[Collected data entries]
use crate::domain::line::Line;
use crate::domain::model::{LineId, Section, SectionId, Station, StationId, MAX_DISTANCE};
use crate::utils::error::Result;
use crate::utils::validation::{
    validate_max_length, validate_max_number, validate_non_empty_string,
    validate_positive_number, Validate,
};
use serde::{Deserialize, Serialize};

const MAX_NAME_LENGTH: usize = 255;

#[derive(Debug, Clone, PartialEq, Eq, Serialize, Deserialize)]
pub struct StationRequest {
    pub name: String,
}

impl Validate for StationRequest {
    fn validate(&self) -> Result<()> {
        validate_non_empty_string("name", &self.name)?;
        validate_max_length("name", &self.name, MAX_NAME_LENGTH)
    }
}

#[derive(Debug, Clone, PartialEq, Eq, Serialize, Deserialize)]
pub struct StationResponse {
    pub id: StationId,
    pub name: String,
}

impl From<Station> for StationResponse {
    fn from(station: Station) -> Self {
        Self {
            id: station.id,
            name: station.name,
        }
    }
}

#[derive(Debug, Clone, PartialEq, Eq, Serialize, Deserialize)]
#[serde(rename_all = "camelCase")]
pub struct LineRequest {
    pub name: String,
    pub color: String,
    pub up_station_id: StationId,
    pub down_station_id: StationId,
    pub distance: u64,
}

impl Validate for LineRequest {
    fn validate(&self) -> Result<()> {
        validate_non_empty_string("name", &self.name)?;
        validate_max_length("name", &self.name, MAX_NAME_LENGTH)?;
        validate_non_empty_string("color", &self.color)?;
        validate_positive_number("distance", self.distance, 1)?;
        validate_max_number("distance", self.distance, MAX_DISTANCE)
    }
}

#[derive(Debug, Clone, PartialEq, Eq, Serialize, Deserialize)]
pub struct LineUpdateRequest {
    pub name: String,
    pub color: String,
}

impl Validate for LineUpdateRequest {
    fn validate(&self) -> Result<()> {
        validate_non_empty_string("name", &self.name)?;
        validate_max_length("name", &self.name, MAX_NAME_LENGTH)?;
        validate_non_empty_string("color", &self.color)
    }
}

#[derive(Debug, Clone, PartialEq, Eq, Serialize, Deserialize)]
pub struct LineResponse {
    pub id: LineId,
    pub name: String,
    pub color: String,
    pub stations: Vec<StationResponse>,
    pub distance: u64,
}

impl LineResponse {
    /// `stations` must already be resolved in path order.
    pub fn new(line: &Line, stations: Vec<Station>) -> Self {
        Self {
            id: line.id(),
            name: line.name().to_string(),
            color: line.color().to_string(),
            stations: stations.into_iter().map(StationResponse::from).collect(),
            distance: line.total_distance(),
        }
    }
}

#[derive(Debug, Clone, PartialEq, Eq, Serialize, Deserialize)]
#[serde(rename_all = "camelCase")]
pub struct SectionRequest {
    pub up_station_id: StationId,
    pub down_station_id: StationId,
    pub distance: u64,
}

impl Validate for SectionRequest {
    fn validate(&self) -> Result<()> {
        validate_positive_number("distance", self.distance, 1)?;
        validate_max_number("distance", self.distance, MAX_DISTANCE)
    }
}

#[derive(Debug, Clone, PartialEq, Eq, Serialize, Deserialize)]
#[serde(rename_all = "camelCase")]
pub struct SectionResponse {
    pub id: SectionId,
    pub line_id: LineId,
    pub up_station_id: StationId,
    pub down_station_id: StationId,
    pub distance: u64,
}

impl SectionResponse {
    pub fn new(line_id: LineId, section: &Section) -> Self {
        Self {
            id: section.id(),
            line_id,
            up_station_id: section.up_station_id(),
            down_station_id: section.down_station_id(),
            distance: section.distance(),
        }
    }
}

WHAT IS BEING ASKED: The records above are to be output in full and without error.

YOUR RESPONSE:
use crate::domain::line::Line;
use crate::domain::model::{LineId, Section, SectionId, Station, StationId, MAX_DISTANCE};
use crate::utils::error::Result;
use crate::utils::validation::{
    validate_max_length, validate_max_number, validate_non_empty_string,
    validate_positive_number, Validate,
};
use serde::{Deserialize, Serialize};

const MAX_NAME_LENGTH: usize = 255;

#[derive(Debug, Clone, PartialEq, Eq, Serialize, Deserialize)]
pub struct StationRequest {
    pub name: String,
}

impl Validate for StationRequest {
    fn validate(&self) -> Result<()> {
        validate_non_empty_string("name", &self.name)?;
        validate_max_length("name", &self.name, MAX_NAME_LENGTH)
    }
}

#[derive(Debug, Clone, PartialEq, Eq, Serialize, Deserialize)]
pub struct StationResponse {
    pub id: StationId,
    pub name: String,
}

impl From<Station> for StationResponse {
    fn from(station: Station) -> Self {
        Self {
            id: station.id,
            name: station.name,
        }
    }
}

#[derive(Debug, Clone, PartialEq, Eq, Serialize, Deserialize)]
#[serde(rename_all = "camelCase")]
pub struct LineRequest {
    pub name: String,
    pub color: String,
    pub up_station_id: StationId,
    pub down_station_id: StationId,
    pub distance: u64,
}

impl Validate for LineRequest {
    fn validate(&self) -> Result<()> {
        validate_non_empty_string("name", &self.name)?;
        validate_max_length("name", &self.name, MAX_NAME_LENGTH)?;
        validate_non_empty_string("color", &self.color)?;
        validate_positive_number("distance", self.distance, 1)?;
        validate_max_number("distance", self.distance, MAX_DISTANCE)
    }
}

#[derive(Debug, Clone, PartialEq, Eq, Serialize, Deserialize)]
pub struct LineUpdateRequest {
    pub name: String,
    pub color: String,
}

impl Validate for LineUpdateRequest {
    fn validate(&self) -> Result<()> {
        validate_non_empty_string("name", &self.name)?;
        validate_max_length("name", &self.name, MAX_NAME_LENGTH)?;
        validate_non_empty_string("color", &self.color)
    }
}

#[derive(Debug, Clone, PartialEq, Eq, Serialize, Deserialize)]
pub struct LineResponse {
    pub id: LineId,
    pub name: String,
    pub color: String,
    pub stations: Vec<StationResponse>,
    pub distance: u64,
}

impl LineResponse {
    /// `stations` must already be resolved in path order.
    pub fn new(line: &Line, stations: Vec<Station>) -> Self {
        Self {
            id: line.id(),
            name: line.name().to_string(),
            color: line.color().to_string(),
            stations: stations.into_iter().map(StationResponse::from).collect(),
            distance: line.total_distance(),
        }
    }
}

#[derive(Debug, Clone, PartialEq, Eq, Serialize, Deserialize)]
#[serde(rename_all = "camelCase")]
pub struct SectionRequest {
    pub up_station_id: StationId,
    pub down_station_id: StationId,
    pub distance: u64,
}

impl Validate for SectionRequest {
    fn validate(&self) -> Result<()> {
        validate_positive_number("distance", self.distance, 1)?;
        validate_max_number("distance", self.distance, MAX_DISTANCE)
    }
}

#[derive(Debug, Clone, PartialEq, Eq, Serialize, Deserialize)]
#[serde(rename_all = "camelCase")]
pub struct SectionResponse {
    pub id: SectionId,
    pub line_id: LineId,
    pub up_station_id: StationId,
    pub down_station_id: StationId,
    pub distance: u64,
}

impl SectionResponse {
    pub fn new(line_id: LineId, section: &Section) -> Self {
        Self {
            id: section.id(),
            line_id,
            up_station_id: section.up_station_id(),
            down_station_id: section.down_station_id(),
            distance: section.distance(),
        }
    }
}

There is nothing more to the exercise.